Позднее я узнала, что пастухи, которые явились поклониться Иисусу, оставили свои стада на пастбище и ни в одном Евангелии не сказано, что в хлеву вообще были овцы, но у нас они были, у каждого в тетрадке, абсолютно идентичные, немного диснеевские, кудрявые барашки, старательно нарисованные Иринкиной сестрой.
Мирт у Бабы в эмалированном баке превратился в настоящее дерево, нимфа Мирсина очень добра, можно рвать, сколько заблагорассудится, в любое время года, мама одолжила мне свой свадебный венок, он называется флердоранж, с веточками мирта выглядит бесподобно. Дни были набиты всякой всячиной, и теперь, после стольких приготовлений, казалось бы, можно наконец угомониться и только ждать, однако с платьем дело обстоит из рук вон плохо, говорит мама, ведь в магазине нет ни атласа, ни сатина, ни шелков, ни кружев никакого цвета, не говоря уже о белом. Белым у нас бывает только лен, прочный, шероховатый, годящийся для износостойкого постельного белья, а не для изящного платья. Помочь здесь сможет разве что оконный тюль, сетует она, ума не приложу, как обстоят дела у настоящих невест.
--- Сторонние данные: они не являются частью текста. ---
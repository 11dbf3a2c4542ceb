//! Benchmark command implementation.

use std::time::Instant;

use draft_kernel::hatch::tile_all;
use draft_kernel::{HatchSpec, PatternKind};

use super::common::{CliResult, flag_number, flag_value};
use super::tile::load_input;

/// Execute the benchmark command.
pub fn cmd_benchmark(args: &[String]) -> CliResult {
    let mut input_path: Option<&str> = None;
    let mut pattern_name: Option<&str> = None;
    let mut spacing = 2.5;
    let mut angle = 45.0;

    let mut i = 0;
    while i < args.len() {
        match args[i].as_str() {
            "-p" | "--pattern" => pattern_name = Some(flag_value(args, &mut i, "--pattern")?),
            "-s" | "--spacing" => spacing = flag_number(args, &mut i, "--spacing")?,
            "-a" | "--angle" => angle = flag_number(args, &mut i, "--angle")?,
            "-h" | "--help" => {
                print_usage();
                return Ok(());
            }
            path if !path.starts_with('-') || path == "-" => {
                if input_path.is_none() {
                    input_path = Some(path);
                }
            }
            _ => {}
        }
        i += 1;
    }

    let Some(input_path) = input_path else {
        print_usage();
        return Err("input file required".into());
    };

    let kinds: Vec<PatternKind> = match pattern_name {
        Some(name) => vec![PatternKind::from_name(name)],
        None => PatternKind::all().to_vec(),
    };

    println!("Loading: {}", input_path);
    let start_load = Instant::now();
    let input = load_input(input_path, HatchSpec::new(PatternKind::Parallel, spacing, angle)?)?;
    println!("Loaded {} bounds in {:?}", input.bounds.len(), start_load.elapsed());

    println!();
    println!("═══════════════════════════════════════════════");
    println!("  {:<22} {:>10} {:>10}", "PATTERN", "PRIMITIVES", "TIME (ms)");
    println!("═══════════════════════════════════════════════");

    let mut total_ms = 0.0;
    for kind in kinds {
        let spec = HatchSpec::new(kind, spacing, angle)?;
        let start = Instant::now();
        let primitives = tile_all(&input.bounds, &spec);
        let ms = start.elapsed().as_secs_f64() * 1000.0;
        total_ms += ms;
        println!("  {:<22} {:>10} {:>10.2}", kind.name(), primitives.len(), ms);
    }

    println!("═══════════════════════════════════════════════");
    println!("  Total: {:.2}ms", total_ms);
    Ok(())
}

fn print_usage() {
    eprintln!("Usage: draft-kernel benchmark <input.svg|job.yaml> [options]");
    eprintln!();
    eprintln!("Options:");
    eprintln!("  -p, --pattern <name>    Pattern to benchmark (default: every pattern)");
    eprintln!("  -s, --spacing <n>       Hatch spacing (default: 2.5)");
    eprintln!("  -a, --angle <deg>       Hatch angle (default: 45)");
    eprintln!();
    eprintln!("Times tiling of every bounds in the input.");
}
А мне, собственно, и неважно, в чем пойти на первое причастие, я согласна на хлопчатобумажные занавески-сеточки, которые висят у Бабы на всех дверях, даже в хатке, и охотно облачилась бы в них, как делаю, когда играю в принцесс, но, боюсь, мама этого не одобрит.
Тем временем тетя обещает сшить мне красивое платье, несмотря ни на что, ее ничем не проймешь, если она садится за швейную машинку. Из куска бордового креп-жоржета рано или поздно выглядывает костюм Красной Шапочки, из крашеной марли возникает Спящая красавица, так что можно не волноваться. А новые белые сандалии у меня уже есть.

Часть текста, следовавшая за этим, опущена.